Cloud et données : les leçons à tirer
Le cas Palantir révèle trois risques majeurs : perte de contrôle des données, exposition aux lois extraterritoriales américaines, et dépendance technologique. L’UE doit renforcer ses infrastructures cloud (comme Gaia-X) et ses capacités d’analyse de données locales.
Ce qu’il faut retenir
- Le Royaume-Uni dépend à 60% de Palantir pour ses données sensibles
- Cette situation est qualifiée de « point de faiblesse inacceptable » par les députés
- L’Europe accuse un retard en matière de solutions locales d’IA et de cloud
- La France et l’UE doivent investir massivement pour éviter une dépendance similaire
- Les contrats avec des acteurs étrangers doivent intégrer des clauses de réversibilité
❓ Questions fréquentes
Pourquoi Palantir est-elle si présente au Royaume-Uni ?
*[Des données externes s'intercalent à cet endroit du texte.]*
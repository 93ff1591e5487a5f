use std::fmt;

use thiserror::Error;
use uuid::Uuid;

/// Shared error type for plumbing that has no richer domain error.
#[derive(Debug, Error, Clone)]
pub enum AssistError {
    #[error("{message}")]
    Message { message: String },
}

impl AssistError {
    pub fn new(message: impl Into<String>) -> Self {
        Self::Message {
            message: message.into(),
        }
    }
}

/// Identifier of an execution context (one browser tab in the host).
#[cfg_attr(feature = "serde-full", derive(serde::Serialize, serde::Deserialize))]
#[derive(Clone, Copy, Debug, Eq, PartialEq, Hash, PartialOrd, Ord)]
pub struct ContextId(pub u64);

impl fmt::Display for ContextId {
    fn fmt(&self, f: &mut fmt::Formatter<'_>) -> fmt::Result {
        write!(f, "ctx#{}", self.0)
    }
}

impl From<u64> for ContextId {
    fn from(value: u64) -> Self {
        Self(value)
    }
}

/// Stable identity of a node inside one document. Never reused.
#[cfg_attr(feature = "serde-full", derive(serde::Serialize, serde::Deserialize))]
#[derive(Clone, Copy, Debug, Eq, PartialEq, Hash, PartialOrd, Ord)]
pub struct NodeKey(pub u64);

impl fmt::Display for NodeKey {
    fn fmt(&self, f: &mut fmt::Formatter<'_>) -> fmt::Result {
        write!(f, "node#{}", self.0)
    }
}

/// Identity lazily assigned to a node the first time it is used as a wait scope.
#[cfg_attr(feature = "serde-full", derive(serde::Serialize, serde::Deserialize))]
#[derive(Clone, Copy, Debug, Eq, PartialEq, Hash, PartialOrd, Ord)]
pub struct ScopeId(pub u64);

impl fmt::Display for ScopeId {
    fn fmt(&self, f: &mut fmt::Formatter<'_>) -> fmt::Result {
        write!(f, "scope#{}", self.0)
    }
}

/// Correlation id for one automation runtime, used in logs.
#[cfg_attr(feature = "serde-full", derive(serde::Serialize, serde::Deserialize))]
#[derive(Clone, Debug, Eq, PartialEq, Hash)]
pub struct RuntimeId(pub String);

impl RuntimeId {
    pub fn new() -> Self {
        Self(Uuid::new_v4().to_string())
    }
}

impl Default for RuntimeId {
    fn default() -> Self {
        Self::new()
    }
}

impl fmt::Display for RuntimeId {
    fn fmt(&self, f: &mut fmt::Formatter<'_>) -> fmt::Result {
        f.write_str(&self.0)
    }
}

#[cfg(test)]
mod tests {
    use super::*;

    #[test]
    fn ids_render_with_prefix() {
        assert_eq!(ContextId(7).to_string(), "ctx#7");
        assert_eq!(ScopeId(2).to_string(), "scope#2");
        assert_eq!(NodeKey(11).to_string(), "node#11");
    }

    #[test]
    fn runtime_ids_are_unique() {
        assert_ne!(RuntimeId::new(), RuntimeId::new());
    }
}
fn tokenize_selector(selector: &str) -> Result<Vec<String>, SelectorError> {
    let mut tokens = Vec::new();
    let mut current = String::new();
    let mut bracket_depth = 0usize;
    let mut paren_depth = 0usize;
    let mut quote: Option<char> = None;

    let flush = |current: &mut String, tokens: &mut Vec<String>| {
        if !current.trim().is_empty() {
            tokens.push(current.trim().to_string());
        }
        current.clear();
    };

    for ch in selector.chars() {
        if let Some(q) = quote {
            if ch == q {
                quote = None;
            }
            current.push(ch);
            continue;
        }
        match ch {
            '"' | '\'' if bracket_depth > 0 => {
                quote = Some(ch);
                current.push(ch);
            }
            '[' => {
                bracket_depth += 1;
                current.push(ch);
            }
            ']' => {
                bracket_depth = bracket_depth
                    .checked_sub(1)
                    .ok_or_else(|| unsupported(selector))?;
                current.push(ch);
            }
            '(' => {
                paren_depth += 1;
                current.push(ch);
            }
            ')' => {
                paren_depth = paren_depth
                    .checked_sub(1)
                    .ok_or_else(|| unsupported(selector))?;
                current.push(ch);
            }
            '>' | '+' | '~' if bracket_depth == 0 && paren_depth == 0 => {
                flush(&mut current, &mut tokens);
                tokens.push(ch.to_string());
            }
            ch if ch.is_whitespace() && bracket_depth == 0 && paren_depth == 0 => {
                flush(&mut current, &mut tokens);
            }
            _ => current.push(ch),
        }
    }

    if bracket_depth != 0 || paren_depth != 0 || quote.is_some() {
        return Err(unsupported(selector));
    }
    flush(&mut current, &mut tokens);
    Ok(tokens)
}

fn parse_selector_chain(selector: &str) -> Result<Vec<SelectorPart>, SelectorError> {
    let tokens = tokenize_selector(selector)?;
    let mut steps: Vec<SelectorPart> = Vec::new();
    let mut pending: Option<Combinator> = None;

    for token in tokens {
        let combinator = match token.as_str() {
            ">" => Some(Combinator::Child),
            "+" => Some(Combinator::AdjacentSibling),
            "~" => Some(Combinator::GeneralSibling),
            _ => None,
        };
        if let Some(combinator) = combinator {
            if pending.is_some() || steps.is_empty() {
                return Err(unsupported(selector));
            }
            pending = Some(combinator);
            continue;
        }

        let step = parse_selector_step(&token)?;
        let combinator = if steps.is_empty() {
            None
        } else {
            Some(pending.take().unwrap_or(Combinator::Descendant))
        };
        steps.push(SelectorPart { step, combinator });
    }

    if steps.is_empty() || pending.is_some() {
        return Err(unsupported(selector));
    }
    Ok(steps)
}

fn parse_selector_step(part: &str) -> Result<SelectorStep, SelectorError> {
    let bytes = part.as_bytes();
    let mut i = 0usize;
    let mut step = SelectorStep::default();

    while i < bytes.len() {
        match bytes[i] {
            b'*' => {
                if step.universal || step.tag.is_some() {
                    return Err(unsupported(part));
                }
                step.universal = true;
                i += 1;
            }
            b'#' => {
                let (id, next) = parse_ident(part, i + 1).ok_or_else(|| unsupported(part))?;
                if step.id.replace(id).is_some() {
                    return Err(unsupported(part));
                }
                i = next;
            }
            b'.' => {
                let (class, next) = parse_ident(part, i + 1).ok_or_else(|| unsupported(part))?;
                step.classes.push(class);
                i = next;
            }
            b'[' => {
                let (cond, next) = parse_attr_condition(part, i)?;
                step.attrs.push(cond);
                i = next;
            }
            b':' => {
                let (pseudo, next) = parse_pseudo(part, i + 1)?;
                step.pseudo_classes.push(pseudo);
                i = next;
            }
            _ => {
                if i != 0 {
                    return Err(unsupported(part));
                }
                let (tag, next) = parse_ident(part, i).ok_or_else(|| unsupported(part))?;
                step.tag = Some(tag);
                i = next;
            }
        }
    }
    Ok(step)
}

fn is_ident_char(b: u8) -> bool {
    b.is_ascii_alphanumeric() || b == b'_' || b == b'-' || b >= 0x80
}

fn parse_ident(src: &str, start: usize) -> Option<(String, usize)> {
    let bytes = src.as_bytes();
    let mut end = start;
    while end < bytes.len() && is_ident_char(bytes[end]) {
        end += 1;
    }
    if end == start {
        return None;
    }
    Some((src.get(start..end)?.to_string(), end))
}

fn parse_pseudo(src: &str, start: usize) -> Result<(PseudoClass, usize), SelectorError> {
    let (name, next) = parse_ident(src, start).ok_or_else(|| unsupported(src))?;
    match name.as_str() {
        "first-child" => Ok((PseudoClass::FirstChild, next)),
        "last-child" => Ok((PseudoClass::LastChild, next)),
        "nth-child" => {
            let rest = src.get(next..).ok_or_else(|| unsupported(src))?;
            if !rest.starts_with('(') {
                return Err(unsupported(src));
            }
            let close = rest.find(')').ok_or_else(|| unsupported(src))?;
            let nth = parse_nth(&rest[1..close]).ok_or_else(|| unsupported(src))?;
            Ok((PseudoClass::NthChild(nth), next + close + 1))
        }
        _ => Err(unsupported(src)),
    }
}

fn parse_nth(raw: &str) -> Option<Nth> {
    let compact: String = raw.chars().filter(|c| !c.is_whitespace()).collect();
    match compact.as_str() {
        "odd" => return Some(Nth { a: 2, b: 1 }),
        "even" => return Some(Nth { a: 2, b: 0 }),
        _ => {}
    }
    let Some((a_part, b_part)) = compact.split_once('n') else {
        let b = compact.parse::<i64>().ok()?;
        return (b > 0).then_some(Nth { a: 0, b });
    };
    let a = match a_part {
        "" | "+" => 1,
        "-" => -1,
        other => other.parse::<i64>().ok()?,
    };
    let b = if b_part.is_empty() {
        0
    } else {
        let digits = b_part.strip_prefix('+').unwrap_or(b_part);
        digits.parse::<i64>().ok()?
    };
    Some(Nth { a, b })
}

fn parse_attr_condition(src: &str, open: usize) -> Result<(AttrCondition, usize), SelectorError> {
    let close = src[open..]
        .find(']')
        .map(|offset| open + offset)
        .ok_or_else(|| unsupported(src))?;
    let body = src[open + 1..close].trim();

    let op_at = body.find(|c: char| matches!(c, '=' | '^' | '$' | '*' | '~' | '|'));
    let Some(op_at) = op_at else {
        if body.is_empty() || !body.bytes().all(|b| is_ident_char(b) || b == b':') {
            return Err(unsupported(src));
        }
        return Ok((
            AttrCondition::Exists {
                key: body.to_ascii_lowercase(),
            },
            close + 1,
        ));
    };

    let key = body[..op_at].trim().to_ascii_lowercase();
    if key.is_empty() {
        return Err(unsupported(src));
    }
    let rest = &body[op_at..];
    let (op, value_src) = if let Some(v) = rest.strip_prefix('=') {
        ("=", v)
    } else if rest.len() >= 2 && &rest[1..2] == "=" {
        (&rest[..1], &rest[2..])
    } else {
        return Err(unsupported(src));
    };
    let value = parse_attr_value(value_src.trim()).ok_or_else(|| unsupported(src))?;

    let cond = match op {
        "=" => AttrCondition::Eq { key, value },
        "^" => AttrCondition::StartsWith { key, value },
        "$" => AttrCondition::EndsWith { key, value },
        "*" => AttrCondition::Contains { key, value },
        "~" => AttrCondition::Includes { key, value },
        "|" => AttrCondition::DashMatch { key, value },
        _ => return Err(unsupported(src)),
    };
    Ok((cond, close + 1))
}

fn parse_attr_value(raw: &str) -> Option<String> {
    let first = raw.chars().next()?;
    if first == '"' || first == '\'' {
        let inner = raw.strip_prefix(first)?.strip_suffix(first)?;
        return Some(inner.replace('\\', ""));
    }
    if raw.chars().any(char::is_whitespace) {
        return None;
    }
    Some(raw.to_string())
}

#[cfg(test)]
mod tests {
    use super::*;
    use crate::node::Document;

    fn page() -> Document {
        let doc = Document::new();
        let main = doc.create_element("div");
        main.set_id("calendarMain");
        doc.body().append_child(&main).unwrap();

        let toolbar = doc.create_element("div");
        toolbar.set_class_name("fc-toolbar fc-header-toolbar");
        main.append_child(&toolbar).unwrap();
        for label in ["prev", "next", "day"] {
            let chunk = doc.create_element("div");
            chunk.set_class_name("fc-toolbar-chunk");
            let btn = doc.create_element("button");
            btn.set_attr("data-original-title", label);
            btn.set_text(label);
            chunk.append_child(&btn).unwrap();
            toolbar.append_child(&chunk).unwrap();
        }
        doc
    }

    #[test]
    fn id_class_and_descendant() {
        let doc = page();
        let hits = doc
            .query_selector_all("#calendarMain .fc-toolbar-chunk button")
            .unwrap();
        assert_eq!(hits.len(), 3);
    }

    #[test]
    fn child_combinator_and_nth_child() {
        let doc = page();
        let second = doc
            .query_selector(".fc-toolbar > div:nth-child(2) > button")
            .unwrap()
            .unwrap();
        assert_eq!(second.text_content(), "next");
        let last = doc
            .query_selector(".fc-toolbar-chunk:last-child button")
            .unwrap()
            .unwrap();
        assert_eq!(last.text_content(), "day");
    }

    #[test]
    fn attribute_operators() {
        let doc = page();
        let exact = doc
            .query_selector("[data-original-title='day']")
            .unwrap()
            .unwrap();
        assert_eq!(exact.text_content(), "day");
        assert_eq!(
            doc.query_selector_all("[class*='toolbar-ch']").unwrap().len(),
            3
        );
        assert_eq!(
            doc.query_selector_all("[data-original-title^=ne]").unwrap().len(),
            1
        );
    }

    #[test]
    fn comma_groups_union_in_document_order() {
        let doc = page();
        let hits = doc
            .query_selector_all("button[data-original-title='day'], #calendarMain")
            .unwrap();
        assert_eq!(hits.len(), 2);
        assert_eq!(hits[0].id().as_deref(), Some("calendarMain"));
    }

    #[test]
    fn sibling_combinators() {
        let doc = page();
        assert_eq!(
            doc.query_selector_all(".fc-toolbar-chunk + .fc-toolbar-chunk")
                .unwrap()
                .len(),
            2
        );
        assert_eq!(
            doc.query_selector_all(".fc-toolbar-chunk:first-child ~ div")
                .unwrap()
                .len(),
            2
        );
    }

    #[test]
    fn nth_expressions() {
        assert_eq!(parse_nth("odd"), Some(Nth { a: 2, b: 1 }));
        assert_eq!(parse_nth("2n + 1"), Some(Nth { a: 2, b: 1 }));
        assert_eq!(parse_nth("-n+3"), Some(Nth { a: -1, b: 3 }));
        assert_eq!(parse_nth("4"), Some(Nth { a: 0, b: 4 }));
        assert!(Nth { a: -1, b: 3 }.matches(1));
        assert!(!Nth { a: -1, b: 3 }.matches(4));
    }

    #[test]
    fn malformed_selectors_are_rejected() {
        for bad in ["", "  ", "div >", "> div", "div[", "a,,b", ":hover", "div:nth-child(x)", "[=x]"] {
            assert!(Selector::parse(bad).is_err(), "{bad:?} should not parse");
        }
    }
}
use std::sync::Arc;

use tokio::sync::broadcast;

use schedassist_core_types::AssistError;

/// Trait implemented by payload types that can be carried on the bus.
pub trait Event: Clone + Send + Sync + std::fmt::Debug + 'static {}

impl<T> Event for T where T: Clone + Send + Sync + std::fmt::Debug + 'static {}

/// Publishing is synchronous: emitters (tree mutations, lifecycle hooks) must not
/// suspend while they hold partially applied state.
pub trait EventBus<E>: Send + Sync
where
    E: Event,
{
    /// Returns the number of subscribers that received the event.
    fn publish(&self, event: E) -> Result<usize, AssistError>;
    fn subscribe(&self) -> broadcast::Receiver<E>;
    fn subscriber_count(&self) -> usize;
}

/// Simple in-memory bus backed by a tokio broadcast channel.
pub struct InMemoryBus<E>
where
    E: Event,
{
    sender: broadcast::Sender<E>,
}

impl<E> InMemoryBus<E>
where
    E: Event,
{
    pub fn new(capacity: usize) -> Arc<Self> {
        let (sender, _) = broadcast::channel(capacity.max(1));
        Arc::new(Self { sender })
    }
}

impl<E> EventBus<E> for InMemoryBus<E>
where
    E: Event,
{
    fn publish(&self, event: E) -> Result<usize, AssistError> {
        self.sender
            .send(event)
            .map_err(|err| AssistError::new(err.to_string()))
    }

    fn subscribe(&self) -> broadcast::Receiver<E> {
        self.sender.subscribe()
    }

    fn subscriber_count(&self) -> usize {
        self.sender.receiver_count()
    }
}

#[cfg(test)]
mod tests {
    use super::*;

    #[tokio::test]
    async fn publish_reaches_every_subscriber() {
        let bus = InMemoryBus::<u32>::new(4);
        let mut a = bus.subscribe();
        let mut b = bus.subscribe();

        assert_eq!(bus.publish(7).unwrap(), 2);
        assert_eq!(a.recv().await.unwrap(), 7);
        assert_eq!(b.recv().await.unwrap(), 7);
    }

    #[test]
    fn publish_without_subscribers_is_an_error() {
        let bus = InMemoryBus::<u32>::new(4);
        assert_eq!(bus.subscriber_count(), 0);
        assert!(bus.publish(1).is_err());
    }
}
Palantir a remporté plusieurs appels d’offres publics depuis 2016, notamment dans la santé et la défense. Son expertise en analyse de données massives et son offre compétitive ont séduit les ministères britanniques.
Quels sont les risques concrets pour le Royaume-Uni ?
Risque de fuite de données sensibles, exposition aux lois américaines (Cloud Act), et perte de contrôle sur les infrastructures critiques. Une panne ou un retrait de Palantir paralyserait des services essentiels.
Quelles alternatives existent en Europe ?
La France développe des solutions comme Bleu (OVH) et Numerique.gouv. L’Allemagne mise sur Gaia-X. L’UE finance des projets comme IPCEI-CIS, mais ces solutions restent moins matures que les offres américaines.
En résumé
Le rapport britannique de 2026 agit comme un électrochoc. Il révèle les dangers d’une dépendance excessive aux géants technologiques américains. Pour la France et l’UE, l’urgence est double : accélérer le développement de solutions locales et encadrer strictement les contrats avec les acteurs étrangers. La souveraineté numérique ne se décrète pas, elle se construit.